**WORK TO COMPLETE**
Copy nothing from the entries below except the lines from the one containing "for line in" through the one containing "self.pending.clear();", and copy those exactly.

Stored data entries:
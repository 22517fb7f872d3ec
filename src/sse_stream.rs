//! Server-sent event framing over a byte stream.
//!
//! A frame may arrive split across any number of network chunks, including in
//! the middle of a multi-byte character, so bytes are buffered until a blank
//! line closes the frame.

use crate::Error;
use bytes::Bytes;
use futures_util::{Stream, StreamExt};
use memchr::memmem;
use std::collections::VecDeque;
use std::pin::Pin;
use std::task::{ready, Context, Poll};

/// Data payload that closes a completion stream.
pub const END_MARKER: &str = "[DONE]";

/// Largest amount of unterminated frame data we are willing to buffer.
const MAX_PENDING_BYTES: usize = 1_000_000;

/// One server-sent event.
#[derive(Debug, Clone, Default, PartialEq, Eq)]
pub struct SseFrame {
    /// Value of the `event:` field, if any.
    pub event: Option<String>,
    /// All `data:` lines joined by `\n`.
    pub data: String,
}

impl SseFrame {
    pub fn new(data: impl Into<String>) -> Self {
        Self {
            data: data.into(),
            ..Self::default()
        }
    }

    /// Whether this frame is the `[DONE]` end-of-stream marker.
    pub fn is_end_marker(&self) -> bool {
        self.data.trim() == END_MARKER
    }

    /// Whether the server tagged this frame as an `error` event.
    pub fn is_error_event(&self) -> bool {
        self.event.as_deref() == Some("error")
    }

    /// Parse the text of one frame. Frames without data lines yield `None`.
    fn parse(text: &str) -> Option<Self> {
        let mut frame = SseFrame::default();
        let mut data_lines = Vec::new();

        for line in text.lines() {
            let line = line.trim_end_matches('\r');
            if line.is_empty() || line.starts_with(':') {
                continue;
            }

            let (field, value) = match line.split_once(':') {
                Some((field, value)) => (field, value.strip_prefix(' ').unwrap_or(value)),
                None => (line, ""),
            };

            match field {
                "data" => data_lines.push(value),
                "event" => frame.event = Some(value.to_string()),
                _ => {}
            }
        }

        if data_lines.is_empty() {
            return None;
        }

        frame.data = data_lines.join("\n");
        Some(frame)
    }
}

/// Incremental frame decoder; feed it bytes, collect complete frames.
#[derive(Debug, Default)]
pub struct FrameDecoder {
    pending: Vec<u8>,
}

impl FrameDecoder {
    pub fn new() -> Self {
        Self::default()
    }

    /// Append `chunk` and return every frame it completed, in order.
    pub fn push(&mut self, chunk: &[u8]) -> Result<Vec<SseFrame>, Error> {
        self.pending.extend_from_slice(chunk);

        let mut frames = Vec::new();
        let mut start = 0;

        while let Some((end, separator_len)) = Self::find_boundary(&self.pending[start..]) {
            let text = std::str::from_utf8(&self.pending[start..start + end])
                .map_err(|e| Error::streaming(format!("Invalid UTF-8 in SSE frame: {e}")))?;
            frames.extend(SseFrame::parse(text));
            start += end + separator_len;
        }

        if start > 0 {
            self.pending.drain(..start);
        }

        if self.pending.len() > MAX_PENDING_BYTES {
            self.pending.clear();
            return Err(Error::streaming("SSE frame exceeded maximum size"));
        }

        Ok(frames)
    }

    /// Flush whatever is left once the byte stream has ended.
    ///
    /// Servers sometimes omit the blank line after the last frame.
    pub fn finish(&mut self) -> Option<SseFrame> {
        let pending = std::mem::take(&mut self.pending);
        let text = std::str::from_utf8(&pending).ok()?.trim();
        if text.is_empty() {
            return None;
        }
        SseFrame::parse(text)
    }

    /// Earliest frame boundary: `\n\n` or `\r\n\r\n`.
    fn find_boundary(bytes: &[u8]) -> Option<(usize, usize)> {
        let lf = memmem::find(bytes, b"\n\n").map(|pos| (pos, 2));
        let crlf = memmem::find(bytes, b"\r\n\r\n").map(|pos| (pos, 4));
        match (lf, crlf) {
            (Some(a), Some(b)) => Some(if b.0 < a.0 { b } else { a }),
            (a, b) => a.or(b),
        }
    }
}

/// A stream of [`SseFrame`]s parsed from a byte stream.
pub struct SseFrames<S> {
    inner: S,
    decoder: FrameDecoder,
    ready: VecDeque<SseFrame>,
    finished: bool,
}

impl<S> SseFrames<S> {
    pub fn new(inner: S) -> Self {
        Self {
            inner,
            decoder: FrameDecoder::new(),
            ready: VecDeque::new(),
            finished: false,
        }
    }
}

impl<S, E> Stream for SseFrames<S>
where
    S: Stream<Item = Result<Bytes, E>> + Unpin,
    E: std::fmt::Display,
{
    type Item = Result<SseFrame, Error>;

    fn poll_next(mut self: Pin<&mut Self>, cx: &mut Context<'_>) -> Poll<Option<Self::Item>> {
        loop {
            if let Some(frame) = self.ready.pop_front() {
                return Poll::Ready(Some(Ok(frame)));
            }
            if self.finished {
                return Poll::Ready(None);
            }

            match ready!(self.inner.poll_next_unpin(cx)) {
                Some(Ok(chunk)) => {
                    let frames = self.decoder.push(&chunk)?;
                    self.ready.extend(frames);
                }
                Some(Err(e)) => {
                    self.finished = true;
                    return Poll::Ready(Some(Err(Error::streaming(format!(
                        "Stream error: {e}"
                    )))));
                }
                None => {
                    self.finished = true;
                    let tail = self.decoder.finish();
                    self.ready.extend(tail);
                }
            }
        }
    }
}

/// Extension trait to add SSE parsing to byte streams.
pub trait SseStreamExt: Stream + Sized {
    /// Parse this byte stream as server-sent event frames.
    fn sse_frames(self) -> SseFrames<Self> {
        SseFrames::new(self)
    }
}

impl<S: Stream> SseStreamExt for S {}

#[cfg(test)]
mod tests {
    use super::*;
    use futures_util::stream;

    fn frames_of(
        chunks: &[&'static [u8]],
    ) -> SseFrames<impl Stream<Item = Result<Bytes, std::io::Error>> + Unpin> {
        let chunks: Vec<Result<Bytes, std::io::Error>> =
            chunks.iter().map(|c| Ok(Bytes::from_static(*c))).collect();
        stream::iter(chunks).sse_frames()
    }

    #[tokio::test]
    async fn test_complete_frames() {
        let mut frames = frames_of(&[b"data: Hello\n\ndata: World\n\n"]);

        assert_eq!(frames.next().await.unwrap().unwrap().data, "Hello");
        assert_eq!(frames.next().await.unwrap().unwrap().data, "World");
        assert!(frames.next().await.is_none());
    }

    #[tokio::test]
    async fn test_frame_split_across_chunks() {
        let mut frames = frames_of(&[b"data: Hel", b"lo World\n", b"\ndata: ", b"Second\n\n"]);

        assert_eq!(frames.next().await.unwrap().unwrap().data, "Hello World");
        assert_eq!(frames.next().await.unwrap().unwrap().data, "Second");
        assert!(frames.next().await.is_none());
    }

    #[tokio::test]
    async fn test_multibyte_character_split_across_chunks() {
        // "块" is E5 9D 97
        let mut frames = frames_of(&[b"data: {\"c\":\"\xE5\x9D", b"\x97\"}\n\n"]);

        assert_eq!(frames.next().await.unwrap().unwrap().data, "{\"c\":\"块\"}");
        assert!(frames.next().await.is_none());
    }

    #[tokio::test]
    async fn test_fields_comments_and_crlf() {
        let mut frames = frames_of(&[
            b": keep-alive\r\n\r\nevent: chunk\r\nid: 7\r\ndata: a\r\ndata: b\r\n\r\n",
        ]);

        let frame = frames.next().await.unwrap().unwrap();
        assert_eq!(frame.event.as_deref(), Some("chunk"));
        assert!(!frame.is_error_event());
        assert_eq!(frame.data, "a\nb");
        assert!(frames.next().await.is_none());
    }

    #[tokio::test]
    async fn test_tail_without_blank_line() {
        let mut frames = frames_of(&[b"data: first\n\n", b"data: [DONE]"]);

        assert_eq!(frames.next().await.unwrap().unwrap().data, "first");
        assert!(frames.next().await.unwrap().unwrap().is_end_marker());
        assert!(frames.next().await.is_none());
    }

    #[tokio::test]
    async fn test_invalid_utf8_is_an_error() {
        let mut frames = frames_of(&[b"data: bad \xFF\xFE bytes\n\n"]);
        assert!(matches!(frames.next().await, Some(Err(Error::Streaming(_)))));
    }

    #[tokio::test]
    async fn test_byte_stream_error_is_surfaced_once() {
        let chunks: Vec<Result<Bytes, std::io::Error>> = vec![
            Ok(Bytes::from_static(b"data: one\n\n")),
            Err(std::io::Error::new(std::io::ErrorKind::ConnectionReset, "reset")),
        ];
        let mut frames = stream::iter(chunks).sse_frames();

        assert_eq!(frames.next().await.unwrap().unwrap().data, "one");
        assert!(matches!(frames.next().await, Some(Err(Error::Streaming(_)))));
        assert!(frames.next().await.is_none());
    }

    #[test]
    fn test_end_marker() {
        assert!(SseFrame::new("[DONE]").is_end_marker());
        assert!(SseFrame::new(" [DONE] ").is_end_marker());
        assert!(!SseFrame::new("{\"choices\":[]}").is_end_marker());
    }

    #[test]
    fn test_error_event() {
        let mut decoder = FrameDecoder::new();
        let frames = decoder
            .push(b"event: error\ndata: {\"error\":{\"message\":\"boom\"}}\n\n")
            .unwrap();
        assert_eq!(frames.len(), 1);
        assert!(frames[0].is_error_event());
        assert!(!frames[0].is_end_marker());
    }

    #[test]
    fn test_decoder_drops_frames_without_data() {
        let mut decoder = FrameDecoder::new();
        let frames = decoder.push(b"event: ping\n\nretry: 10\n\ndata: x\n\n").unwrap();
        assert_eq!(frames, vec![SseFrame::new("x")]);
        assert!(decoder.finish().is_none());
    }
}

**ANSWER SECTION**
        for line in text.lines() {
            let line = line.trim_end_matches('\r');
            if line.is_empty() || line.starts_with(':') {
                continue;
            }

            let (field, value) = match line.split_once(':') {
                Some((field, value)) => (field, value.strip_prefix(' ').unwrap_or(value)),
                None => (line, ""),
            };

            match field {
                "data" => data_lines.push(value),
                "event" => frame.event = Some(value.to_string()),
                _ => {}
            }
        }

        if data_lines.is_empty() {
            return None;
        }

        frame.data = data_lines.join("\n");
        Some(frame)
    }
}

/// Incremental frame decoder; feed it bytes, collect complete frames.
#[derive(Debug, Default)]
pub struct FrameDecoder {
    pending: Vec<u8>,
}

impl FrameDecoder {
    pub fn new() -> Self {
        Self::default()
    }

    /// Append `chunk` and return every frame it completed, in order.
    pub fn push(&mut self, chunk: &[u8]) -> Result<Vec<SseFrame>, Error> {
        self.pending.extend_from_slice(chunk);

        let mut frames = Vec::new();
        let mut start = 0;

        while let Some((end, separator_len)) = Self::find_boundary(&self.pending[start..]) {
            let text = std::str::from_utf8(&self.pending[start..start + end])
                .map_err(|e| Error::streaming(format!("Invalid UTF-8 in SSE frame: {e}")))?;
            frames.extend(SseFrame::parse(text));
            start += end + separator_len;
        }

        if start > 0 {
            self.pending.drain(..start);
        }

        if self.pending.len() > MAX_PENDING_BYTES {
            self.pending.clear();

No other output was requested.